Las frases “sólo es mi opinión” o “¿dónde queda mi derecho a opinar?” se han convertido en la forma más común de violentar, deslegitimar e invalidar cualquier postura que no favorezca a quien violenta. En casos específicos de posturas públicas frente al acoso sexual y la violación, podemos ver rechazo, burla y descalificación hacia las víctimas por parte de los trolleadores. También vemos la minimización de estas problemáticas como si fueran algo sin importancia, así como la necesidad de exponer públicamente lo mal que está esa manera de pensar, de existir, de vivir. Aquí es donde esa tan nombrada libertad de expresión se desvirtúa en acoso, violencia y revictimización en contra de quienes se han atrevido a denunciar o manifestar su desacuerdo o experiencia respecto a la violencia de género.
Cuando un personaje, comunidad, grupo o sujeto está en posición privilegiada en cuanto a género, raza, clase, además de tener acceso a emitir su opinión en radio, televisión o prensa, y desde esa postura se dedica a descalificar lo que no es igual a lo que piensa o bien, a burlarse de las experiencias en las que no se reconoce gracias a sus privilegios, está violentando. A estos actos, habrá respuestas de indignación, sin duda alguna, y eso no es un linchamiento, sino una expresión genuina de las personas que consideran su dignidad afectada.
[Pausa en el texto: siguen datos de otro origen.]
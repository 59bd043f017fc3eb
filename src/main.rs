//! `dw-export` command line

use clap::{Args, Parser, Subcommand};
use dw_export::batch::BatchDriver;
use dw_export::config::{Config, PauseRange};
use dw_export::error::{Error, Result};
use dw_export::export::{Exporter, MonthExporter};
use dw_export::images::{ImageFetcher, read_url_list};
use dw_export::session::{CookieSource, bootstrap};
use dw_export::transport::Transport;
use dw_export::types::{ExportOutcome, Month};
use std::path::PathBuf;
use std::process::ExitCode;
use std::time::Duration;
use tracing::{error, info};
use tracing_subscriber::EnvFilter;

/// Exit code for configuration errors
const EXIT_CONFIG: u8 = 2;

/// Exit code for any other unrecoverable error
const EXIT_FAILURE: u8 = 1;

#[derive(Parser)]
#[command(name = "dw-export", version, about = "Month-by-month Dreamwidth journal export")]
struct Cli {
    /// TOML configuration file
    #[arg(long, global = true)]
    config: Option<PathBuf>,

    /// Log level used when RUST_LOG is not set
    #[arg(long, global = true, default_value = "info")]
    log_level: String,

    #[command(subcommand)]
    command: Command,
}

#[derive(Subcommand)]
enum Command {
    /// Export a single month
    Month(MonthArgs),
    /// Export every month in a range, skipping months already on disk
    Batch(BatchArgs),
    /// Download images listed in a URL file
    Images(ImagesArgs),
}

#[derive(Args)]
struct SessionArgs {
    /// Netscape cookies.txt exported from a logged-in browser
    #[arg(long)]
    cookie_file: Option<PathBuf>,
    /// Raw Cookie header value
    #[arg(long)]
    cookie_header: Option<String>,
    /// Journal or community name (default: the logged-in account)
    #[arg(long)]
    journal: Option<String>,
    /// Output directory for exported months
    #[arg(long)]
    outdir: Option<PathBuf>,
    /// Directory for failure diagnostics
    #[arg(long)]
    debug_dir: Option<PathBuf>,
}

#[derive(Args)]
struct MonthArgs {
    #[command(flatten)]
    session: SessionArgs,
    /// Year to export
    #[arg(long)]
    year: i32,
    /// Month to export (1-12)
    #[arg(long)]
    month: u32,
    /// Print the first 2000 characters of a non-export response
    #[arg(long)]
    print_snippet: bool,
}

#[derive(Args)]
struct BatchArgs {
    #[command(flatten)]
    session: SessionArgs,
    #[arg(long, default_value_t = 2006)]
    start_year: i32,
    #[arg(long, default_value_t = 12)]
    start_month: u32,
    /// Defaults to the current UTC year
    #[arg(long)]
    end_year: Option<i32>,
    /// Defaults to the current UTC month
    #[arg(long)]
    end_month: Option<u32>,
    /// Seconds
    #[arg(long)]
    normal_pause_min: Option<f64>,
    /// Seconds
    #[arg(long)]
    normal_pause_max: Option<f64>,
    /// Seconds
    #[arg(long)]
    grumpy_pause_min: Option<f64>,
    /// Seconds
    #[arg(long)]
    grumpy_pause_max: Option<f64>,
    /// CSV file recording failed months
    #[arg(long)]
    failure_log: Option<PathBuf>,
    /// Consecutive failures that stop the run
    #[arg(long)]
    max_consecutive_failures: Option<u32>,
}

#[derive(Args)]
struct ImagesArgs {
    /// Newline-delimited URL list
    #[arg(long)]
    url_list: Option<PathBuf>,
    /// Root directory for downloaded images
    #[arg(long)]
    image_dir: Option<PathBuf>,
    /// CSV file recording failed URLs
    #[arg(long)]
    failure_log: Option<PathBuf>,
}

#[tokio::main]
async fn main() -> ExitCode {
    let cli = Cli::parse();

    if let Err(e) = init_tracing(&cli.log_level) {
        eprintln!("{e}");
        return ExitCode::from(EXIT_CONFIG);
    }

    match run(cli).await {
        Ok(code) => ExitCode::from(code),
        Err(e) if e.is_configuration() => {
            error!(error = %e, "Configuration error");
            ExitCode::from(EXIT_CONFIG)
        }
        Err(e) => {
            error!(error = %e, code = e.code(), "Fatal error");
            ExitCode::from(EXIT_FAILURE)
        }
    }
}

fn init_tracing(level: &str) -> Result<()> {
    let level: tracing::Level = level
        .parse()
        .map_err(|_| Error::config(format!("invalid log level: {level}"), "log_level"))?;
    let filter =
        EnvFilter::try_from_default_env().unwrap_or_else(|_| EnvFilter::new(level.as_str()));
    tracing_subscriber::fmt().with_env_filter(filter).init();
    Ok(())
}

async fn run(cli: Cli) -> Result<u8> {
    let mut config = match &cli.config {
        Some(path) => Config::from_toml_file(path)?,
        None => Config::default(),
    };

    match cli.command {
        Command::Month(args) => {
            let month = Month::new(args.year, args.month)?;
            config.export.print_snippet |= args.print_snippet;
            let exporter = build_exporter(&mut config, args.session).await?;

            let outcome = exporter.export_month(month).await?;
            if let ExportOutcome::Success { path, .. } = &outcome {
                info!(month = %month, path = %path.display(), "Export complete");
            }
            Ok(outcome.exit_code())
        }
        Command::Batch(args) => {
            let start = Month::new(args.start_year, args.start_month)?;
            let current = Month::current_utc();
            let end = Month::new(
                args.end_year.unwrap_or(current.year()),
                args.end_month.unwrap_or(current.month()),
            )?;

            let batch = &mut config.batch;
            override_pause(&mut batch.normal_pause, args.normal_pause_min, args.normal_pause_max)?;
            override_pause(&mut batch.grumpy_pause, args.grumpy_pause_min, args.grumpy_pause_max)?;
            if let Some(path) = args.failure_log {
                batch.failure_log = path;
            }
            if let Some(n) = args.max_consecutive_failures {
                batch.max_consecutive_failures = n;
            }

            let exporter = build_exporter(&mut config, args.session).await?;
            tokio::fs::create_dir_all(&config.export.output_dir).await?;

            let driver = BatchDriver::new(exporter, config.batch.clone());
            let report = driver.run(start, end).await?;
            if report.tripped() {
                error!("Circuit breaker tripped; check your cookies and the failure log");
            } else {
                info!(ledger = %driver.ledger().path().display(), "Batch export complete");
            }
            Ok(report.exit_code())
        }
        Command::Images(args) => {
            let images = &mut config.images;
            if let Some(path) = args.url_list {
                images.url_list = path;
            }
            if let Some(path) = args.image_dir {
                images.image_dir = path;
            }
            if let Some(path) = args.failure_log {
                images.failure_log = path;
            }
            config.validate()?;

            let urls = read_url_list(&config.images.url_list).await?;
            let fetcher = ImageFetcher::new(config.images.clone(), config.retry.request_timeout)?;
            fetcher.run(&urls).await?;
            Ok(0)
        }
    }
}

/// Apply session flags, validate, and build an authenticated exporter
async fn build_exporter(config: &mut Config, args: SessionArgs) -> Result<Exporter> {
    if let Some(journal) = args.journal.filter(|j| !j.is_empty()) {
        config.export.journal = Some(journal);
    }
    if let Some(dir) = args.outdir {
        config.export.output_dir = dir;
    }
    if let Some(dir) = args.debug_dir {
        config.export.debug_dir = dir;
    }
    config.validate()?;

    let source = CookieSource::from_options(args.cookie_file, args.cookie_header)?;
    let client = bootstrap(&source, &config.site, config.retry.request_timeout).await?;
    let transport = Transport::new(client, config.retry.clone());
    let exporter = Exporter::new(transport, config.site.clone(), config.export.clone());
    info!(
        output_dir = %config.export.output_dir.display(),
        journal = config.export.journal.as_deref().unwrap_or("default"),
        "Export session ready"
    );
    Ok(exporter)
}

fn override_pause(range: &mut PauseRange, min: Option<f64>, max: Option<f64>) -> Result<()> {
    let secs = |s: f64| {
        Duration::try_from_secs_f64(s)
            .map_err(|_| Error::config(format!("invalid pause: {s}"), "pause"))
    };
    if let Some(min) = min {
        range.min = secs(min)?;
    }
    if let Some(max) = max {
        range.max = secs(max)?;
    }
    Ok(())
}
//! # dw-export
//!
//! Month-by-month export of a Dreamwidth journal to the site's XML format.
//!
//! The site only offers its export one month at a time, through an HTML form
//! behind a logged-in session. This crate drives that form the way a browser
//! would: it reuses cookies from a real browser session, finds the export form
//! on the page, fills in year, month and the XML format, and writes each
//! month's response to disk.
//!
//! ## Design
//!
//! - **Polite** - one request at a time, with randomized pauses between
//!   requests and between months
//! - **Resumable** - a month whose file exists is never fetched again
//! - **Fail-fast** - consecutive failures stop a batch before the server is
//!   hammered with a stale session
//! - **Inspectable** - every failure leaves the raw response and its headers
//!   on disk
//!
//! ## Quick Start
//!
//! ```no_run
//! use dw_export::{BatchDriver, Config, CookieSource, Exporter, Month, Transport};
//! use dw_export::session::bootstrap;
//!
//! #[tokio::main]
//! async fn main() -> Result<(), Box<dyn std::error::Error>> {
//!     let config = Config::default();
//!     let cookies = CookieSource::File("cookies.txt".into());
//!
//!     let client = bootstrap(&cookies, &config.site, config.retry.request_timeout).await?;
//!     let transport = Transport::new(client, config.retry.clone());
//!     let exporter = Exporter::new(transport, config.site.clone(), config.export.clone());
//!
//!     let driver = BatchDriver::new(exporter, config.batch.clone());
//!     let report = driver.run(Month::new(2006, 12)?, Month::current_utc()).await?;
//!     println!("exported {} months", report.exported.len());
//!     Ok(())
//! }
//! ```

#![warn(missing_docs)]
#![warn(clippy::all)]
#![warn(clippy::unwrap_used)]
#![warn(clippy::expect_used)]

/// Batch driver with circuit breaker
pub mod batch;
/// Response classification
pub mod classify;
/// Configuration types
pub mod config;
/// Failure diagnostics
pub mod diagnostics;
/// Error types
pub mod error;
/// Single-month export session
pub mod export;
/// Export form discovery
pub mod form;
/// Content-addressed image fetching
pub mod images;
/// Append-only failure ledger
pub mod ledger;
/// Form payload construction
pub mod payload;
/// Cookie session bootstrap
pub mod session;
/// Retrying HTTP transport
pub mod transport;
/// Core types
pub mod types;

// Re-export commonly used types
pub use batch::{BatchDriver, BatchReport, BatchStop};
pub use config::{BatchConfig, Config, ExportConfig, ImageConfig, PauseRange, RetryPolicy, SiteConfig};
pub use error::{Error, Result};
pub use export::{Exporter, MonthExporter};
pub use ledger::{FailureLedger, FailureRecord};
pub use session::{CookieSet, CookieSource};
pub use transport::{HttpResponse, Transport};
pub use types::{ExportOutcome, Month};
La invitación entonces, no a cambiar posturas políticas, sino a informarse y situarse en la experiencia del otro antes de emitir una opinión, y si es que en verdad se busca comprender, se busque debatir y enriquecer las reflexiones respecto a un tema. Dejar de revictimizar a quienes viven uno o varios tipos de discriminación y violencia y de reaccionar como si las denuncias fueran peor que el abuso, acto, crimen o expresión en sí. Dejar de equiparar el acto de denunciar y mostrar indignación con el acto de violentar o linchar, ya no justificar los abusos y opresiones.
Seamos críticos/as y preguntémonos en qué parte de esas estructuras de poder nos encontramos, no para culparnos sino para reconocer las problemáticas de raíz, movilizar conciencias, trabajar en otras maneras de luchar contra todo aquello que nos divide y nos aleja más de ser sujetos activos en los cambios sociales que tanto necesitamos en lo individual y en lo colectivo. Y luego, entonces, abrir el debate, la deliberación y la comunicación.